### [AVAILABLE RECORDS]
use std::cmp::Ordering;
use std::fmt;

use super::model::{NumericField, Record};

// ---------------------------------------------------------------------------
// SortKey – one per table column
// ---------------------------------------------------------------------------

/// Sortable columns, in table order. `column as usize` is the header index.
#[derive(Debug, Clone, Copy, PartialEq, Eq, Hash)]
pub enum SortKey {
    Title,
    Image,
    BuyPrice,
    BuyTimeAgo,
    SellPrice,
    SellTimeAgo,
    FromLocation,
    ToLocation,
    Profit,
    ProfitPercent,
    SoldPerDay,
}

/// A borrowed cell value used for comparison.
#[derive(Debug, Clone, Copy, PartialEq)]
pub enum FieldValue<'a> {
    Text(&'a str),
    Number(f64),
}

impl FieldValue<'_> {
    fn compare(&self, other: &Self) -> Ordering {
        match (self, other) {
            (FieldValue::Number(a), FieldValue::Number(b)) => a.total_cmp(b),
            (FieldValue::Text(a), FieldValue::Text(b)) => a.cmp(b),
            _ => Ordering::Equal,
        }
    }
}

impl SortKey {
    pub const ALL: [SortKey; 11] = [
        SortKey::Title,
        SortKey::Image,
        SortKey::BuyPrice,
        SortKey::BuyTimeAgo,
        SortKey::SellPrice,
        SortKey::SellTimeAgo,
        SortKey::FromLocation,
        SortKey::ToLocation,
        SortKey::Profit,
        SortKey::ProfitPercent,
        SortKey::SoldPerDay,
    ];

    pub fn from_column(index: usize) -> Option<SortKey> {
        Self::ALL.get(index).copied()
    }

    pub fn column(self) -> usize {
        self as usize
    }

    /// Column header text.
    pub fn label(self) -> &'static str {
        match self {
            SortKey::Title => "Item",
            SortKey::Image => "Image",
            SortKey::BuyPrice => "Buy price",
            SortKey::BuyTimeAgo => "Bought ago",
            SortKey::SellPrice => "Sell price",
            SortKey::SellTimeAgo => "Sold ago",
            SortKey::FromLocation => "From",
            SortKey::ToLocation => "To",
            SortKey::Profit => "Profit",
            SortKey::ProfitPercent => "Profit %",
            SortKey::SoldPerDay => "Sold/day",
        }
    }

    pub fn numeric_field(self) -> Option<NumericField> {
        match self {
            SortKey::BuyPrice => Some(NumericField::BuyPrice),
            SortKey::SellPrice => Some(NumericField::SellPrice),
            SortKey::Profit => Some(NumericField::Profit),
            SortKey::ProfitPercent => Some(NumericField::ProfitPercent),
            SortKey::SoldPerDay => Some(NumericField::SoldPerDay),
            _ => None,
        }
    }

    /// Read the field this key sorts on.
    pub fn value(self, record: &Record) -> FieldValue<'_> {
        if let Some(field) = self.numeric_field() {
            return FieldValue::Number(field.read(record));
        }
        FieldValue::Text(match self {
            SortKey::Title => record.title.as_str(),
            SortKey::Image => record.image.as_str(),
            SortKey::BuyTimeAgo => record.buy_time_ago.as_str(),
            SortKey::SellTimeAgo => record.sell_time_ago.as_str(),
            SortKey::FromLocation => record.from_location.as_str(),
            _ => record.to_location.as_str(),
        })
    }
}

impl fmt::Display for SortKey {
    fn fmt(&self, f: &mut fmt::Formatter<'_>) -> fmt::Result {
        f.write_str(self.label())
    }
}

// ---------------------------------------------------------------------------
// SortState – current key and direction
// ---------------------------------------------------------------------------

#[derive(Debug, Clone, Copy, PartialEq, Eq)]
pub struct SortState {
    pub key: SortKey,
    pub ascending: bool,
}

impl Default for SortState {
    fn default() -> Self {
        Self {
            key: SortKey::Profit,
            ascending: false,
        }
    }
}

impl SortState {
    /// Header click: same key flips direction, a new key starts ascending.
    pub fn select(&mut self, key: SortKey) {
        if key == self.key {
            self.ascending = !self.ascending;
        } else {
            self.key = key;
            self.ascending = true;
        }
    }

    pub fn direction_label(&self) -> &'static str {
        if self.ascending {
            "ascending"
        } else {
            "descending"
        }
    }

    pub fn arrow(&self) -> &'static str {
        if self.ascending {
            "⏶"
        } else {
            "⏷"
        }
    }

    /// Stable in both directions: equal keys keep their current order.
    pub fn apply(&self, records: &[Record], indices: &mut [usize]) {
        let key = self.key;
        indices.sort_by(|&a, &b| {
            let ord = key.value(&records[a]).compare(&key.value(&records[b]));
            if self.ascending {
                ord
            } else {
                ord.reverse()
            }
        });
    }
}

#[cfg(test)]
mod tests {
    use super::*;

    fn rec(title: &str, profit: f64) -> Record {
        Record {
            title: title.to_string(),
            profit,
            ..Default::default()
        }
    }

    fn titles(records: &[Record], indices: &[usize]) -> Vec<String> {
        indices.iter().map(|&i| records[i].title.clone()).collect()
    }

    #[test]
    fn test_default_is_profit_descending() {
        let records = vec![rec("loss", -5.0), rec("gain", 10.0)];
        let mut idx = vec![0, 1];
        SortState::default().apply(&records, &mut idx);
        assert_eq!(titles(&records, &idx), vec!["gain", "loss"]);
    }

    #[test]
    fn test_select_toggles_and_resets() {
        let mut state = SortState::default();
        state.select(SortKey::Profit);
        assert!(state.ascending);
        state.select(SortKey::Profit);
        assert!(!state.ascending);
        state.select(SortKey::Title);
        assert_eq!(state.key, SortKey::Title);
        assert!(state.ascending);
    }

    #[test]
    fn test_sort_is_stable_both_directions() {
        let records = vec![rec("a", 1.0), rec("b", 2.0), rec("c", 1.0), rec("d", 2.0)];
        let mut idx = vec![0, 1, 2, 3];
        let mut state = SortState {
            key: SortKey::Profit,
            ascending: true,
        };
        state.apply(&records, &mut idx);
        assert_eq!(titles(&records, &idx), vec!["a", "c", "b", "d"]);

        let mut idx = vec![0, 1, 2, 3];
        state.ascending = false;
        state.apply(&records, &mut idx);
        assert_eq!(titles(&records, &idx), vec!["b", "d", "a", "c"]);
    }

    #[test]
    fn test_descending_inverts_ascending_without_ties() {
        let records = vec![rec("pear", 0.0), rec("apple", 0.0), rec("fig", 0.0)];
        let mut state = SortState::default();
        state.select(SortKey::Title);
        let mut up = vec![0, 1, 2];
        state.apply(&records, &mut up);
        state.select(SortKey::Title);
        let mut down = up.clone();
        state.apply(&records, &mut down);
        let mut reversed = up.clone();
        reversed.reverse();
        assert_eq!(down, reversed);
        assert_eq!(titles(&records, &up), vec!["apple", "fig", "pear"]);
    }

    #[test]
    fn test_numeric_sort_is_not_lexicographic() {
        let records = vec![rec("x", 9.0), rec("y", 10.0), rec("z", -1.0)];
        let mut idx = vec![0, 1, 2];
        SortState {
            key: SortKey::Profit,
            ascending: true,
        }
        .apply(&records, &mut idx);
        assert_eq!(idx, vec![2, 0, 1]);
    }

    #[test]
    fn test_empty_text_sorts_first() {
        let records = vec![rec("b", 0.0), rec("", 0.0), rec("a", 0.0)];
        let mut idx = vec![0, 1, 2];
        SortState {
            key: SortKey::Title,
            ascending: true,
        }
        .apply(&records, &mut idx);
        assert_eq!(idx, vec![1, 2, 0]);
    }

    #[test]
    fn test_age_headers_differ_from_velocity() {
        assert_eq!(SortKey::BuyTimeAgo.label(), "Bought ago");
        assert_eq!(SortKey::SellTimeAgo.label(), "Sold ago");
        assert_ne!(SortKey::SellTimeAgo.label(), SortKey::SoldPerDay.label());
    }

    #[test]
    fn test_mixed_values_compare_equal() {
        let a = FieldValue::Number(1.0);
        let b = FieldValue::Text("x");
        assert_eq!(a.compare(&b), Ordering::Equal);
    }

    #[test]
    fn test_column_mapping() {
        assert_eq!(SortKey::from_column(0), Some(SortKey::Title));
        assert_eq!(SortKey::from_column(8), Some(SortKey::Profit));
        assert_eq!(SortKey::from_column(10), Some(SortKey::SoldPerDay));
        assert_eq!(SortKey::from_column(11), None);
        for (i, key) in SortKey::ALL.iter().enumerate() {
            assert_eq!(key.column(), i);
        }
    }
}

### [INSTRUCTIONS FOR THE TASK]
In the listing above, find the line with "f.write_str(self.label())" and the line with "use super::*;", then print exactly those two lines and every line between them, and nothing more.

### [REPLY]
        f.write_str(self.label())
    }
}

// ---------------------------------------------------------------------------
// SortState – current key and direction
// ---------------------------------------------------------------------------

#[derive(Debug, Clone, Copy, PartialEq, Eq)]
pub struct SortState {
    pub key: SortKey,
    pub ascending: bool,
}

impl Default for SortState {
    fn default() -> Self {
        Self {
            key: SortKey::Profit,
            ascending: false,
        }
    }
}

impl SortState {
    /// Header click: same key flips direction, a new key starts ascending.
    pub fn select(&mut self, key: SortKey) {
        if key == self.key {
            self.ascending = !self.ascending;
        } else {
            self.key = key;
            self.ascending = true;
        }
    }

    pub fn direction_label(&self) -> &'static str {
        if self.ascending {
            "ascending"
        } else {
            "descending"
        }
    }

    pub fn arrow(&self) -> &'static str {
        if self.ascending {
            "⏶"
        } else {
            "⏷"
        }
    }

    /// Stable in both directions: equal keys keep their current order.
    pub fn apply(&self, records: &[Record], indices: &mut [usize]) {
        let key = self.key;
        indices.sort_by(|&a, &b| {
            let ord = key.value(&records[a]).compare(&key.value(&records[b]));
            if self.ascending {
                ord
            } else {
                ord.reverse()
            }
        });
    }
}

#[cfg(test)]
mod tests {
    use super::*;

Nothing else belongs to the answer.